Charlie was tired. This was the end of a long day; his head hurt. He swatted at a buzzing fly.

“The dime is just part of it, doc. Don’t you get it? Who’s on the dime is just the start.”

The man across from him nodded. “Okay. But who is on the dime?”

Charlie sighed. He reached into his breast pocket, pulled out a dime, and tossed it across the table. The doctor looked at the dime over the rim of his glasses for a moment, then reached over to inspect it.

“Look at the dime.” Charlie demanded. “Who’s on it?”

“Greek god. Mercury? Gotta be valuable. They haven’t minted these in a long time.”

“The date?” Charlie demanded. “What’s the date?”

The doctor flipped the coin around. His face blanched.

“Gotta be a joke. A trick. You bought it as a gag.”

Charlie sighed again.

“Yeah. That’s what they all said. All day long. Except I didn’t. I had a bunch of other coins, even some bills. But they all disappeared hours ago. I hid this. Just in case.”

He snatched it back from the doctor.

“Okay, so what if it is real? You’re saying what? That you aren’t from our world?”

“I don’t know. I guess. Look, I’m just a cab driver, okay. I don’t know nothin’ ‘bout this kind of stuff. I get up this morning, my wife’s hair is black, not red. I have my coffee and eggs, but my wife thinks I’m crazy when I ask for cheese and honey on my toast. Says I mean butter. I always have cheese and honey. Thirty years, and suddenly she doesn’t know what I eat?”
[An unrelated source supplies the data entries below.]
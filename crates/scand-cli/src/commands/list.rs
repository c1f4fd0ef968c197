//! List command - show attached scanners

use anyhow::{Context, Result};
use scand_core::ScanBackend;

use crate::output::{DeviceRow, OutputContext};

/// List all attached scanners
pub async fn list(backend: &dyn ScanBackend, ctx: &OutputContext) -> Result<()> {
    let devices = backend
        .list_devices()
        .await
        .context("Failed to list devices")?;

    let rows: Vec<DeviceRow> = devices
        .into_iter()
        .map(|d| DeviceRow {
            name: d.name,
            vendor: d.vendor,
            model: d.model,
            kind: d.kind,
        })
        .collect();

    ctx.print(&rows);
    Ok(())
}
The doctor shifts in his seat.

“When did you suspect something was – umm different?”

“I was headed to work. I only live a block from where I park my cab. But the streets were all laid out wrong. And the names were wrong. There was this Roosevelt Street. Who the hell ever heard of a Roosevelt?”

“Wait. You don’t know who Roosevelt was?”
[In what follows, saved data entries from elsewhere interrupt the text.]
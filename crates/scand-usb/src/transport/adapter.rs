//! Transport trait and connection types

use std::fmt;
use std::time::Duration;

use async_trait::async_trait;
use serde::{Deserialize, Serialize};

use super::TransportError;

/// USB vendor/product pair
#[derive(Debug, Clone, Copy, PartialEq, Eq, Hash, Serialize, Deserialize)]
pub struct UsbIds {
    pub vendor: u16,
    pub product: u16,
}

impl UsbIds {
    pub const fn new(vendor: u16, product: u16) -> Self {
        Self { vendor, product }
    }
}

impl fmt::Display for UsbIds {
    fn fmt(&self, f: &mut fmt::Formatter<'_>) -> fmt::Result {
        write!(f, "{:04x}:{:04x}", self.vendor, self.product)
    }
}

/// Device discovery and opening
///
/// Device names are transport specific and only need to be stable for the
/// lifetime of the process.
#[async_trait]
pub trait Transport: Send + Sync {
    /// Names of attached devices with the given ids
    async fn enumerate(&self, ids: UsbIds) -> Result<Vec<String>, TransportError>;

    /// Open a device for exclusive use
    async fn open(&self, name: &str) -> Result<Box<dyn DeviceConnection>, TransportError>;
}

/// An open bulk-transfer connection to one device
#[async_trait]
pub trait DeviceConnection: Send {
    /// Write `data` to the bulk-out endpoint, returning the number of bytes
    /// the device accepted
    async fn write_bulk(&mut self, data: &[u8], timeout: Duration) -> Result<usize, TransportError>;

    /// Read up to `capacity` bytes from the bulk-in endpoint
    ///
    /// Fewer bytes than requested is not an error here; a closed endpoint is
    /// reported as [`TransportError::ConnectionClosed`].
    async fn read_bulk(&mut self, capacity: usize, timeout: Duration)
        -> Result<Vec<u8>, TransportError>;

    fn usb_ids(&self) -> UsbIds;

    async fn close(&mut self) -> Result<(), TransportError>;
}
Charlie shook his head, rubbed his temples with his index finger and thumb, and sighed deeply.

“That’s what I been trying to tell everyone! Where I came from there ain’t no Roosevelt. It’s different! The same, yeah, in some ways, but different!”
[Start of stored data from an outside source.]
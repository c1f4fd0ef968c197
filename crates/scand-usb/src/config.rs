//! USB backend configuration
//!
//! Two layers:
//! - [`BackendConfig`]: TOML settings for the backend itself (transport,
//!   timeouts, retry policies, acquisition mode)
//! - [`DeviceConfig`]: the line-oriented device list (`scand.conf`), re-read on
//!   every device listing

use std::path::{Path, PathBuf};
use std::time::Duration;

use serde::{Deserialize, Serialize};
use thiserror::Error;
use tracing::{debug, warn};

use crate::retry::RetryPolicy;
use crate::transport::UsbIds;

/// Configuration errors
#[derive(Debug, Error)]
pub enum ConfigError {
    #[error("Failed to read config file '{path}': {message}")]
    Read { path: String, message: String },

    #[error("Failed to parse config: {0}")]
    Parse(String),

    #[error("Invalid value: {0}")]
    Invalid(String),
}

/// Configuration for the USB backend
#[derive(Debug, Clone, Serialize, Deserialize)]
pub struct BackendConfig {
    /// Transport selection
    #[serde(default)]
    pub transport: TransportConfig,
    /// Per-phase transfer timeouts
    #[serde(default)]
    pub timeouts: TimeoutConfig,
    /// Lamp warm-up polling
    #[serde(default = "default_warm_up")]
    pub warm_up: RetryConfig,
    /// Idle waits while the device has no data ready
    #[serde(default = "default_idle")]
    pub idle: RetryConfig,
    /// Acquisition settings
    #[serde(default)]
    pub acquisition: AcquisitionConfig,
    /// Path of the line-oriented device config; built-in defaults when unset
    #[serde(default, skip_serializing_if = "Option::is_none")]
    pub device_config: Option<PathBuf>,
}

impl Default for BackendConfig {
    fn default() -> Self {
        Self {
            transport: TransportConfig::default(),
            timeouts: TimeoutConfig::default(),
            warm_up: default_warm_up(),
            idle: default_idle(),
            acquisition: AcquisitionConfig::default(),
            device_config: None,
        }
    }
}

impl BackendConfig {
    /// Load configuration from a TOML file
    pub fn load(path: impl AsRef<Path>) -> Result<Self, ConfigError> {
        let path = path.as_ref();
        let content = std::fs::read_to_string(path).map_err(|e| ConfigError::Read {
            path: path.display().to_string(),
            message: e.to_string(),
        })?;
        Self::from_toml(&content)
    }

    /// Parse configuration from a TOML string
    pub fn from_toml(content: &str) -> Result<Self, ConfigError> {
        let config: Self = toml::from_str(content).map_err(|e| ConfigError::Parse(e.to_string()))?;
        config.validate()?;
        Ok(config)
    }

    pub fn validate(&self) -> Result<(), ConfigError> {
        if self.timeouts.short_divisor == 0 {
            return Err(ConfigError::Invalid(
                "timeouts.short_divisor must be at least 1".to_string(),
            ));
        }
        if self.warm_up.max_attempts == 0 || self.idle.max_attempts == 0 {
            return Err(ConfigError::Invalid(
                "retry max_attempts must be at least 1".to_string(),
            ));
        }
        if self.acquisition.channel_depth == 0 {
            return Err(ConfigError::Invalid(
                "acquisition.channel_depth must be at least 1".to_string(),
            ));
        }
        Ok(())
    }
}

// =============================================================================
// Transport Configuration
// =============================================================================

/// Transport configuration
#[derive(Debug, Clone, Serialize, Deserialize)]
#[serde(tag = "type", rename_all = "lowercase")]
pub enum TransportConfig {
    /// libusb through rusb (requires the `usb` feature)
    Usb,
    /// Simulated CardScan devices for testing
    Mock(MockConfig),
}

impl Default for TransportConfig {
    fn default() -> Self {
        Self::Mock(MockConfig::default())
    }
}

/// Mock transport configuration
#[derive(Debug, Clone, Serialize, Deserialize)]
pub struct MockConfig {
    /// Simulated latency per transfer in milliseconds
    #[serde(default)]
    pub latency_ms: u64,
    /// Simulated devices
    #[serde(default = "default_mock_devices")]
    pub devices: Vec<MockDeviceConfig>,
}

impl Default for MockConfig {
    fn default() -> Self {
        Self {
            latency_ms: 0,
            devices: default_mock_devices(),
        }
    }
}

fn default_mock_devices() -> Vec<MockDeviceConfig> {
    vec![MockDeviceConfig::default()]
}

/// One simulated CardScan device
#[derive(Debug, Clone, Serialize, Deserialize)]
pub struct MockDeviceConfig {
    #[serde(default = "default_mock_name")]
    pub name: String,
    #[serde(default = "default_mock_vendor")]
    pub vendor_id: u16,
    #[serde(default = "default_mock_product")]
    pub product_id: u16,
    /// Scanlines of paper fed per page
    #[serde(default = "default_page_lines")]
    pub page_lines: usize,
    /// Warm-up polls answered with a cold lamp before it reports hot
    #[serde(default)]
    pub cold_polls: u32,
    /// Paper sensor reports no document
    #[serde(default)]
    pub no_docs: bool,
    /// Block requests answered with no data before data flows
    #[serde(default)]
    pub not_ready_blocks: u32,
    /// Cap on image bytes per block reply; replies are then cut mid-line
    #[serde(default, skip_serializing_if = "Option::is_none")]
    pub chunk_bytes: Option<usize>,
    /// Raw sensor level with the lamp off
    #[serde(default = "default_dark_level")]
    pub dark_level: u8,
    /// Raw sensor level on the white reference
    #[serde(default = "default_light_level")]
    pub light_level: u8,
    /// Answer the calibration command with a truncated reply
    #[serde(default)]
    pub truncate_calibration: bool,
}

impl Default for MockDeviceConfig {
    fn default() -> Self {
        Self {
            name: default_mock_name(),
            vendor_id: default_mock_vendor(),
            product_id: default_mock_product(),
            page_lines: default_page_lines(),
            cold_polls: 0,
            no_docs: false,
            not_ready_blocks: 0,
            chunk_bytes: None,
            dark_level: default_dark_level(),
            light_level: default_light_level(),
            truncate_calibration: false,
        }
    }
}

fn default_mock_name() -> String {
    "mock:001:002".to_string()
}

fn default_mock_vendor() -> u16 {
    0x08f0
}

fn default_mock_product() -> u16 {
    0x0005
}

fn default_page_lines() -> usize {
    64
}

fn default_dark_level() -> u8 {
    0x10
}

fn default_light_level() -> u8 {
    0xf0
}

// =============================================================================
// Timeouts and Retry
// =============================================================================

/// Per-phase transfer timeouts
#[derive(Debug, Clone, Copy, Serialize, Deserialize)]
pub struct TimeoutConfig {
    /// Command write timeout in milliseconds
    #[serde(default = "default_phase_timeout")]
    pub command_ms: u64,
    /// Payload write and reply read timeout in milliseconds
    #[serde(default = "default_phase_timeout")]
    pub data_ms: u64,
    /// Divisor applied to both in short-timeout (polling) mode
    #[serde(default = "default_short_divisor")]
    pub short_divisor: u32,
}

impl Default for TimeoutConfig {
    fn default() -> Self {
        Self {
            command_ms: default_phase_timeout(),
            data_ms: default_phase_timeout(),
            short_divisor: default_short_divisor(),
        }
    }
}

fn default_phase_timeout() -> u64 {
    10_000
}

fn default_short_divisor() -> u32 {
    20
}

/// Bounded retry settings
#[derive(Debug, Clone, Copy, Serialize, Deserialize)]
pub struct RetryConfig {
    pub max_attempts: u32,
    /// Wait between attempts in milliseconds
    #[serde(default)]
    pub backoff_ms: u64,
}

impl RetryConfig {
    pub fn policy(&self) -> RetryPolicy {
        RetryPolicy::new(self.max_attempts, Duration::from_millis(self.backoff_ms))
    }
}

fn default_warm_up() -> RetryConfig {
    RetryConfig {
        max_attempts: 10,
        backoff_ms: 200,
    }
}

fn default_idle() -> RetryConfig {
    RetryConfig {
        max_attempts: 50,
        backoff_ms: 20,
    }
}

// =============================================================================
// Acquisition
// =============================================================================

/// Acquisition pipeline settings
#[derive(Debug, Clone, Copy, Serialize, Deserialize)]
pub struct AcquisitionConfig {
    /// Run the pipeline on a background task feeding a bounded channel
    #[serde(default)]
    pub worker: bool,
    /// Chunks the worker may queue ahead of the reader
    #[serde(default = "default_channel_depth")]
    pub channel_depth: usize,
}

impl Default for AcquisitionConfig {
    fn default() -> Self {
        Self {
            worker: false,
            channel_depth: default_channel_depth(),
        }
    }
}

fn default_channel_depth() -> usize {
    4
}

// =============================================================================
// Device Config (scand.conf)
// =============================================================================

/// Default calibration-buffer setting for attached devices
pub const DEFAULT_HAS_CAL_BUFFER: bool = true;
/// Default scanlines per device block
pub const DEFAULT_LINES_PER_BLOCK: u8 = 16;
/// Accepted range for `lines_per_block`
pub const LINES_PER_BLOCK_RANGE: std::ops::RangeInclusive<u8> = 1..=32;

/// Settings captured for each `usb` line
#[derive(Debug, Clone, Copy, PartialEq, Eq)]
pub struct DeviceSettings {
    pub has_cal_buffer: bool,
    pub lines_per_block: u8,
}

impl Default for DeviceSettings {
    fn default() -> Self {
        Self {
            has_cal_buffer: DEFAULT_HAS_CAL_BUFFER,
            lines_per_block: DEFAULT_LINES_PER_BLOCK,
        }
    }
}

/// A device matcher and the settings in force when it was declared
#[derive(Debug, Clone, Copy, PartialEq, Eq)]
pub struct DeviceEntry {
    pub ids: UsbIds,
    pub settings: DeviceSettings,
}

/// Parsed line-oriented device config
///
/// Settings lines apply to the `usb` lines that follow them.
#[derive(Debug, Clone, PartialEq, Eq)]
pub struct DeviceConfig {
    pub entries: Vec<DeviceEntry>,
}

impl Default for DeviceConfig {
    /// The built-in matcher used when no config file exists
    fn default() -> Self {
        Self {
            entries: vec![DeviceEntry {
                ids: UsbIds::new(0x08f0, 0x0005),
                settings: DeviceSettings::default(),
            }],
        }
    }
}

impl DeviceConfig {
    /// Read the device config, falling back to the defaults when the file is
    /// absent or no path is configured
    pub fn load(path: Option<&Path>) -> Result<Self, ConfigError> {
        let Some(path) = path else {
            debug!("No device config configured, using defaults");
            return Ok(Self::default());
        };
        match std::fs::read_to_string(path) {
            Ok(content) => Ok(Self::parse(&content)),
            Err(e) if e.kind() == std::io::ErrorKind::NotFound => {
                debug!(path = %path.display(), "No device config file, using defaults");
                Ok(Self::default())
            }
            Err(e) => Err(ConfigError::Read {
                path: path.display().to_string(),
                message: e.to_string(),
            }),
        }
    }

    /// Parse config text; malformed lines are logged and skipped
    pub fn parse(content: &str) -> Self {
        let mut settings = DeviceSettings::default();
        let mut entries = Vec::new();

        for (lineno, raw) in content.lines().enumerate() {
            let line = raw.trim();
            if line.is_empty() || line.starts_with('#') {
                continue;
            }

            let mut words = line.split_whitespace();
            let keyword = words.next().unwrap_or_default();
            let args: Vec<&str> = words.collect();

            match keyword {
                "usb" => match parse_usb_ids(&args) {
                    Some(ids) => {
                        debug!(%ids, ?settings, "Device matcher");
                        entries.push(DeviceEntry { ids, settings });
                    }
                    None => warn!(line = lineno + 1, "Malformed usb line '{}' ignored", line),
                },
                "has_cal_buffer" => match args.first().and_then(|v| parse_int(v)) {
                    Some(v) => {
                        settings.has_cal_buffer = v != 0;
                        debug!(has_cal_buffer = settings.has_cal_buffer, "Config setting");
                    }
                    None => warn!(line = lineno + 1, "Malformed has_cal_buffer line ignored"),
                },
                "lines_per_block" => match args.first().and_then(|v| parse_int(v)) {
                    Some(v) => match u8::try_from(v)
                        .ok()
                        .filter(|n| LINES_PER_BLOCK_RANGE.contains(n))
                    {
                        Some(n) => {
                            settings.lines_per_block = n;
                            debug!(lines_per_block = n, "Config setting");
                        }
                        None => warn!(
                            line = lineno + 1,
                            "lines_per_block {} out of range {:?}, ignored",
                            v,
                            LINES_PER_BLOCK_RANGE
                        ),
                    },
                    None => warn!(line = lineno + 1, "Malformed lines_per_block line ignored"),
                },
                _ => warn!(line = lineno + 1, "Config line '{}' ignored", line),
            }
        }

        Self { entries }
    }
}

fn parse_usb_ids(args: &[&str]) -> Option<UsbIds> {
    match args {
        [vendor, product] => {
            let vendor = u16::try_from(parse_int(vendor)?).ok()?;
            let product = u16::try_from(parse_int(product)?).ok()?;
            Some(UsbIds::new(vendor, product))
        }
        _ => None,
    }
}

/// Decimal or `0x`-prefixed hexadecimal
fn parse_int(s: &str) -> Option<i64> {
    match s.strip_prefix("0x").or_else(|| s.strip_prefix("0X")) {
        Some(hex) => i64::from_str_radix(hex, 16).ok(),
        None => s.parse().ok(),
    }
}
The doctor slid his chair back. He stood and fastened the button of his suit jacket.

“Look, Mr. Simms. Relax here a few minutes. Let me go converse with Detective Anderson. Let’s not dwell too much on this dime, for now. Okay?”

“It ain’t just the dime!”

“I know. I know. Why don’t you let me hold onto it. As evidence. Alright?”

Charlie flipped the coin back over to the doctor.

“Fine. Whatever. I’m too tired to fight anymore.”

“Just give me a few minutes, okay?” The doctor slipped the dime into his pocket and knocked on the Interrogation Room door. When it opened he stepped through.

“So what do you think, doc?” Detective Anderson asked. The doctor slid his glasses along the bridge of his nose.

“The poor man is obviously delusional. He needs treatment.”

He fondled the dime in his pocket, flipping it between his fingers.

“He has to be delusional.”

“How do you mean?”

“A world, like ours, but different? Yet the same? I mean, really, how would you even explain that? No, he’s obviously over stressed. Needs therapy, quiet surroundings”

“I guess. You’re the expert.”

Charlie Simms stroked the hair on his chin and waited.